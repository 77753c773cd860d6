// Copyright (c) 2025 Fabstir
// SPDX-License-Identifier: BUSL-1.1
// JSON Lines sources and the positional join

use aravqa::dataset::{
    AuxiliaryRecord, BaseRecord, BatchCollator, DataLoader, DualSourceDataset, JoinPolicy,
    JsonlSource, RecordId, RecordSource,
};
use aravqa::VqaError;
use std::io::Write;
use tempfile::TempDir;

const BASE: &str = r#"{"metadata": {"question_id": 458752000, "image_id": 458752}, "image": "/data/COCO_val2014_000000458752.jpg", "question": "ما لون القميص؟", "answers": [{"answer": "أحمر", "answer_id": 1}, {"answer": "احمر"}, {"answer": "أحمر"}], "multiple_choice_answer": "أحمر", "captions": [{"caption": "رجل يرتدي قميصا أحمر"}]}

{"metadata": {"question_id": "q-2", "image_id": "img-2"}, "image": "/data/2.jpg", "question": "كم عدد القطط؟"}
"#;

const AUX: &str = r#"{"captions": [{"caption": "a man in a red shirt", "confidence": 0.81}]}
{"captions": []}
"#;

fn write(dir: &TempDir, name: &str, content: &str) -> std::path::PathBuf {
    let path = dir.path().join(name);
    let mut file = std::fs::File::create(&path).unwrap();
    file.write_all(content.as_bytes()).unwrap();
    path
}

#[tokio::test]
async fn test_join_two_jsonl_files() {
    let dir = TempDir::new().unwrap();
    let base = JsonlSource::<BaseRecord>::open(write(&dir, "base.jsonl", BASE)).await.unwrap();
    let aux = JsonlSource::<AuxiliaryRecord>::open(write(&dir, "aux.jsonl", AUX)).await.unwrap();
    assert_eq!(base.len(), 2);

    let dataset = DualSourceDataset::new(base, aux).unwrap();
    let batch = DataLoader::new(&dataset, BatchCollator::default(), 4)
        .unwrap()
        .next()
        .unwrap()
        .unwrap();

    assert_eq!(batch.question_id, vec![RecordId::Int(458752000), RecordId::from("q-2")]);
    assert_eq!(batch.answers[0], vec!["أحمر", "احمر", "أحمر"]);
    assert!(batch.answers[1].is_empty());
    assert!(batch.prompts[0].contains("رجل يرتدي قميصا أحمر"));
    assert!(batch.prompts[0].contains("a man in a red shirt"));
    assert_eq!(batch.prompts[1], "كم عدد القطط؟");
}

#[tokio::test]
async fn test_length_mismatch_is_rejected() {
    let dir = TempDir::new().unwrap();
    let base = JsonlSource::<BaseRecord>::open(write(&dir, "base.jsonl", BASE)).await.unwrap();
    let aux = JsonlSource::<AuxiliaryRecord>::open(write(&dir, "aux.jsonl", "{\"captions\": []}\n"))
        .await
        .unwrap();

    let err = DualSourceDataset::new(base, aux).unwrap_err();
    assert!(matches!(err, VqaError::MalformedExample { index: None, .. }));
}

#[tokio::test]
async fn test_longer_auxiliary_allowed_by_policy() {
    let dir = TempDir::new().unwrap();
    let base = JsonlSource::<BaseRecord>::open(write(&dir, "base.jsonl", BASE)).await.unwrap();
    let aux_text = format!("{}{}", AUX, "{\"captions\": []}\n");
    let aux = JsonlSource::<AuxiliaryRecord>::open(write(&dir, "aux.jsonl", &aux_text))
        .await
        .unwrap();

    let dataset = DualSourceDataset::with_policy(base, aux, JoinPolicy::AllowLongerAuxiliary).unwrap();
    assert_eq!(dataset.len(), 2);
}

#[tokio::test]
async fn test_missing_file_is_unavailable() {
    let err = JsonlSource::<BaseRecord>::open("/nonexistent/aravqa/base.jsonl")
        .await
        .unwrap_err();
    assert!(matches!(err, VqaError::SourceUnavailable { .. }));
}

#[tokio::test]
async fn test_bad_line_reports_record_position() {
    let dir = TempDir::new().unwrap();
    let content = "{\"captions\": []}\nnot json\n";
    let err = JsonlSource::<AuxiliaryRecord>::open(write(&dir, "aux.jsonl", content))
        .await
        .unwrap_err();
    assert!(matches!(err, VqaError::MalformedExample { index: Some(1), .. }));
}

### What the exercise asks
State only how many lines in the material include "JoinPolicy".

### Task response
2